▶ [Exercise prompt] Each line below must be written out exactly as shown.

(Beginning of Material provided)

//! Heuristic remedy scorer
//!
//! Combines four signals: query term matches in keynotes and provings, how
//! many sources describe the remedy, how many provings exist, and how often
//! keynotes are corroborated by more than one source.

use std::collections::BTreeSet;

use crate::domain::remedy::RemedyRecord;
use crate::domain::scoring::{ConfidenceScore, RemedyScorer, ScoreComponents, ScoringWeights};

const SOURCE_SATURATION: usize = 10;
const PROVING_SATURATION: usize = 30;
const MATCH_MULTIPLIER: f64 = 12.0;
const CONCORDANCE_FALLBACK_PER_SOURCE: usize = 7;
const CONCORDANCE_FALLBACK_MAX: usize = 50;

/// Scorer implementing the weighted four-signal heuristic
#[derive(Debug, Clone, Default)]
pub struct HeuristicScorer {
    weights: ScoringWeights,
}

impl HeuristicScorer {
    pub fn new(weights: ScoringWeights) -> Self {
        Self { weights }
    }

    fn percent(numerator: usize, denominator: usize) -> u8 {
        let ratio = numerator as f64 / denominator.max(1) as f64;
        (ratio * 100.0).round().clamp(0.0, 100.0) as u8
    }

    fn source_count(record: &RemedyRecord) -> u8 {
        Self::percent(record.sources.len().min(SOURCE_SATURATION), SOURCE_SATURATION)
    }

    fn proving_count(record: &RemedyRecord) -> u8 {
        Self::percent(record.provings.len().min(PROVING_SATURATION), PROVING_SATURATION)
    }

    fn concordance(record: &RemedyRecord, keynotes: &[String]) -> u8 {
        if record.sources.len() < 2 || keynotes.is_empty() {
            let fallback = (record.sources.len() * CONCORDANCE_FALLBACK_PER_SOURCE)
                .min(CONCORDANCE_FALLBACK_MAX);
            return fallback as u8;
        }

        let sources: BTreeSet<String> = record.sources.iter().map(|s| s.to_lowercase()).collect();

        let corroborated = keynotes
            .iter()
            .filter(|keynote| {
                sources
                    .iter()
                    .filter(|source| source.contains(keynote.as_str()))
                    .take(2)
                    .count()
                    >= 2
            })
            .count();

        Self::percent(corroborated, keynotes.len())
    }

    fn match_score(record: &RemedyRecord, keynotes: &[String], query: &str) -> u8 {
        let query = query.to_lowercase();
        let tokens: Vec<&str> = query.split_whitespace().collect();

        if tokens.is_empty() {
            return 0;
        }

        let provings: Vec<String> = record.provings.iter().map(|p| p.text.to_lowercase()).collect();
        let texts = keynotes.iter().chain(provings.iter());

        let matches: usize = texts
            .map(|text| tokens.iter().map(|t| text.matches(t).count()).sum::<usize>())
            .sum();

        let raw = matches as f64 / tokens.len().max(1) as f64 * MATCH_MULTIPLIER;
        raw.min(100.0).round() as u8
    }

    /// Computes the four sub-signals
    pub fn components(&self, record: &RemedyRecord, query: &str) -> ScoreComponents {
        let keynotes: Vec<String> = record
            .effective_keynotes()
            .iter()
            .map(|k| k.trim().to_lowercase())
            .filter(|k| !k.is_empty())
            .collect();

        ScoreComponents {
            match_score: Self::match_score(record, &keynotes, query),
            source_count: Self::source_count(record),
            proving_count: Self::proving_count(record),
            concordance: Self::concordance(record, &keynotes),
        }
    }
}

impl RemedyScorer for HeuristicScorer {
    fn score(&self, record: &RemedyRecord, query: &str) -> ConfidenceScore {
        ConfidenceScore::from_components(self.components(record, query), &self.weights)
    }

    fn scorer_name(&self) -> &'static str {
        "heuristic"
    }
}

(End of Material provided)

▶ [Written response]
//! Heuristic remedy scorer
//!
//! Combines four signals: query term matches in keynotes and provings, how
//! many sources describe the remedy, how many provings exist, and how often
//! keynotes are corroborated by more than one source.

use std::collections::BTreeSet;

use crate::domain::remedy::RemedyRecord;
use crate::domain::scoring::{ConfidenceScore, RemedyScorer, ScoreComponents, ScoringWeights};

const SOURCE_SATURATION: usize = 10;
const PROVING_SATURATION: usize = 30;
const MATCH_MULTIPLIER: f64 = 12.0;
const CONCORDANCE_FALLBACK_PER_SOURCE: usize = 7;
const CONCORDANCE_FALLBACK_MAX: usize = 50;

/// Scorer implementing the weighted four-signal heuristic
#[derive(Debug, Clone, Default)]
pub struct HeuristicScorer {
    weights: ScoringWeights,
}

impl HeuristicScorer {
    pub fn new(weights: ScoringWeights) -> Self {
        Self { weights }
    }

    fn percent(numerator: usize, denominator: usize) -> u8 {
        let ratio = numerator as f64 / denominator.max(1) as f64;
        (ratio * 100.0).round().clamp(0.0, 100.0) as u8
    }

    fn source_count(record: &RemedyRecord) -> u8 {
        Self::percent(record.sources.len().min(SOURCE_SATURATION), SOURCE_SATURATION)
    }

    fn proving_count(record: &RemedyRecord) -> u8 {
        Self::percent(record.provings.len().min(PROVING_SATURATION), PROVING_SATURATION)
    }

    fn concordance(record: &RemedyRecord, keynotes: &[String]) -> u8 {
        if record.sources.len() < 2 || keynotes.is_empty() {
            let fallback = (record.sources.len() * CONCORDANCE_FALLBACK_PER_SOURCE)
                .min(CONCORDANCE_FALLBACK_MAX);
            return fallback as u8;
        }

        let sources: BTreeSet<String> = record.sources.iter().map(|s| s.to_lowercase()).collect();

        let corroborated = keynotes
            .iter()
            .filter(|keynote| {
                sources
                    .iter()
                    .filter(|source| source.contains(keynote.as_str()))
                    .take(2)
                    .count()
                    >= 2
            })
            .count();

        Self::percent(corroborated, keynotes.len())
    }

    fn match_score(record: &RemedyRecord, keynotes: &[String], query: &str) -> u8 {
        let query = query.to_lowercase();
        let tokens: Vec<&str> = query.split_whitespace().collect();

        if tokens.is_empty() {
            return 0;
        }

        let provings: Vec<String> = record.provings.iter().map(|p| p.text.to_lowercase()).collect();
        let texts = keynotes.iter().chain(provings.iter());

        let matches: usize = texts
            .map(|text| tokens.iter().map(|t| text.matches(t).count()).sum::<usize>())
            .sum();

        let raw = matches as f64 / tokens.len().max(1) as f64 * MATCH_MULTIPLIER;
        raw.min(100.0).round() as u8
    }

    /// Computes the four sub-signals
    pub fn components(&self, record: &RemedyRecord, query: &str) -> ScoreComponents {
        let keynotes: Vec<String> = record
            .effective_keynotes()
            .iter()
            .map(|k| k.trim().to_lowercase())
            .filter(|k| !k.is_empty())
            .collect();

        ScoreComponents {
            match_score: Self::match_score(record, &keynotes, query),
            source_count: Self::source_count(record),
            proving_count: Self::proving_count(record),
            concordance: Self::concordance(record, &keynotes),
        }
    }
}

impl RemedyScorer for HeuristicScorer {
    fn score(&self, record: &RemedyRecord, query: &str) -> ConfidenceScore {
        ConfidenceScore::from_components(self.components(record, query), &self.weights)
    }

    fn scorer_name(&self) -> &'static str {
        "heuristic"
    }
}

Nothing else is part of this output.